First, it must structure the allocation of political power in a way that manages to contain and channel political conflict productively. As the framers of the American Constitution understood in the eighteenth century, disagreement and political conflict are endemic; the task of constitutional design is in part to ensure that political disagreements do not become explosive or fracturing — and that, instead, political interests are channeled in ways that promote the common good. That in turn means political institutions must strike a balance between constraining the coercive powers of government (holding political leaders to account) and catalyzing government action (ensuring that those same political leaders are responsive to the needs of we the people). Constitutional structures — like the separation of powers and checks and balances between the presidency, the legislature, and the judiciary, or the system of federalism and decentralization, and the extensive architecture around voting, districting, and elections — are all part of this basic function. Many of the key challenges facing American democracy in the twenty-first century stem from the basic fact that this political infrastructure does not work. It is too warped by concentrations of economic and political power, by technological change, and by the hijacking of powerful interests that are increasingly able to co-opt the operations of government for their own ends. We need a revised political infrastructure to make this kind of responsive, accountable democracy real.

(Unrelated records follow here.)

//! Error types for EmberQ
//!
//! Defines all error types used throughout the broker.

use std::fmt;

use thiserror::Error;

/// Startup stage that failed while bringing the broker up
#[derive(Debug, Clone, Copy, PartialEq, Eq)]
pub enum StartupStage {
    /// Queue registry initialization (declared queues)
    Registry,
    /// Transport listener bind
    Listener,
}

impl fmt::Display for StartupStage {
    fn fmt(&self, f: &mut fmt::Formatter<'_>) -> fmt::Result {
        match self {
            Self::Registry => write!(f, "registry"),
            Self::Listener => write!(f, "listener"),
        }
    }
}

/// Main error type for EmberQ operations
#[derive(Error, Debug)]
pub enum Error {
    /// Queue name is empty or malformed
    #[error("Invalid queue name: {0:?}")]
    InvalidName(String),

    /// Queue not found
    #[error("Queue not found: {0}")]
    NotFound(String),

    /// Queue still holds messages and deletion was not forced
    #[error("Queue is not empty: {0}")]
    QueueNotEmpty(String),

    /// Queue was deleted or the registry shut down
    #[error("Queue is closed: {0}")]
    QueueClosed(String),

    /// Session (or its connection) has been closed
    #[error("Session is closed")]
    SessionClosed,

    /// Message is not held by the acknowledging consumer
    #[error("Message not found: {0}")]
    MessageNotFound(String),

    /// Listener could not bind its address
    #[error("Failed to bind {address}: {source}")]
    Bind {
        address: String,
        #[source]
        source: std::io::Error,
    },

    /// Broker startup failed at the given stage and was rolled back
    #[error("Startup failed at {stage} stage: {source}")]
    Startup {
        stage: StartupStage,
        #[source]
        source: Box<Error>,
    },

    /// Broker is not running
    #[error("Broker is not running")]
    NotRunning,

    /// Broker or listener is already running
    #[error("Already running")]
    AlreadyRunning,

    /// Invalid configuration
    #[error("Configuration error: {0}")]
    Config(String),

    /// Malformed or unexpected protocol frame
    #[error("Protocol error: {0}")]
    Protocol(String),

    /// I/O error
    #[error("I/O error: {0}")]
    Io(#[from] std::io::Error),

    /// Serialization error
    #[error("Serialization error: {0}")]
    Serialization(#[from] serde_json::Error),
}

impl Error {
    /// Wrap a lower-level failure as a startup failure of `stage`
    pub fn startup(stage: StartupStage, source: Error) -> Self {
        Self::Startup {
            stage,
            source: Box::new(source),
        }
    }
}

/// Result type alias for EmberQ operations
pub type Result<T> = std::result::Result<T, Error>;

Second, a constitutional system must ensure equality and inclusion for all members of the polity, securing what the Fourteenth Amendment calls the “privileges and immunities of citizenship” for all residents. One of the driving moral values of our constitutional democracy is the vision that a constitutional structure ought to secure the freedom to thrive as individuals and communities. This vision of economic and social flourishing — and of membership and inclusion — requires more than the formal protections of constitutional rights. It also requires a larger economic and social infrastructure built to rebalance the terms of economic power and inclusion.

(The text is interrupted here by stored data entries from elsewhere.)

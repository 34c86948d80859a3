//! Queue types for EmberQ
//!
//! Queue declarations, name validation and statistics.

use serde::{Deserialize, Serialize};

use crate::error::{Error, Result};

/// Longest accepted queue name, in bytes
pub const MAX_QUEUE_NAME_LEN: usize = 255;

/// Check that `name` is a usable queue name
///
/// Names are 1..=255 ASCII alphanumerics or `.`, `_`, `-`, `/`, and may not
/// start or end with `.` or `/`.
pub fn validate_queue_name(name: &str) -> Result<()> {
    let well_formed = !name.is_empty()
        && name.len() <= MAX_QUEUE_NAME_LEN
        && name
            .chars()
            .all(|c| c.is_ascii_alphanumeric() || matches!(c, '.' | '_' | '-' | '/'))
        && !name.starts_with(['.', '/'])
        && !name.ends_with(['.', '/']);

    if well_formed {
        Ok(())
    } else {
        Err(Error::InvalidName(name.to_string()))
    }
}

/// Queue declaration, as found in broker configuration
#[derive(Debug, Clone, PartialEq, Eq, Serialize, Deserialize)]
pub struct QueueDecl {
    /// Queue name (unique)
    pub name: String,

    /// Whether messages should survive a broker restart
    #[serde(default)]
    pub durable: bool,
}

impl QueueDecl {
    /// Create a new declaration
    pub fn new(name: impl Into<String>, durable: bool) -> Self {
        Self {
            name: name.into(),
            durable,
        }
    }
}

/// Queue statistics
#[derive(Debug, Clone, Default, PartialEq, Eq, Serialize, Deserialize)]
pub struct QueueStats {
    /// Pending plus in-flight messages
    pub message_count: u64,

    /// Messages waiting for a consumer
    pub pending_count: u64,

    /// Messages delivered but not yet acknowledged
    pub in_flight_count: u64,

    /// Consumers currently attached
    pub consumer_count: u64,

    /// Messages enqueued since the queue was created
    pub enqueued_total: u64,

    /// Messages acknowledged since the queue was created
    pub acknowledged_total: u64,

    /// Messages dropped because they expired
    pub expired_total: u64,
}

#[cfg(test)]
mod tests {
    use super::*;

    #[test]
    fn test_valid_names() {
        for name in ["exampleQueue", "orders.eu-west", "jms/queue/a_b", "q1"] {
            assert!(validate_queue_name(name).is_ok(), "{name} should be valid");
        }
    }

    #[test]
    fn test_invalid_names() {
        let too_long = "q".repeat(MAX_QUEUE_NAME_LEN + 1);
        for name in ["", " ", "with space", ".hidden", "trailing/", "tab\tq", "ünïcode", &too_long] {
            assert!(
                matches!(validate_queue_name(name), Err(Error::InvalidName(_))),
                "{name:?} should be rejected"
            );
        }
    }
}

Third, a constitutional system must also create a social infrastructure that protects against structural forms of discrimination and exclusion. Racial and gender divisions have been a key fault line where membership in the American polity has been systematically restricted. Race and gender have been a central fault line upon which modern and historical aspirations for American democracy have so often collapsed. For example, in the effort to preserve white supremacy after the Civil War, the radically inclusive vision of civil rights, economic redistribution, and political equality seen in Reconstruction was violently suppressed. Likewise, the threat to traditions of patriarchal rule posed by women’s equality — and the further destabilization of traditional roles of membership and power resulting from movements for LGBTQIA inclusion — sparked powerful political backlashes. The immigration fights of recent decades turn more on racialized fears of displacement than on matters of policy. The ability to ensure inclusion in a multiracial, multifaith democracy requires a particular political, economic, and social architecture that resists efforts to restore old hierarchies — and on the efficacy of government itself, defends rights and inclusion. Dismantling these structural forms of exclusion requires the (re)building of a civil rights infrastructure that affirmatively promotes inclusion and belonging.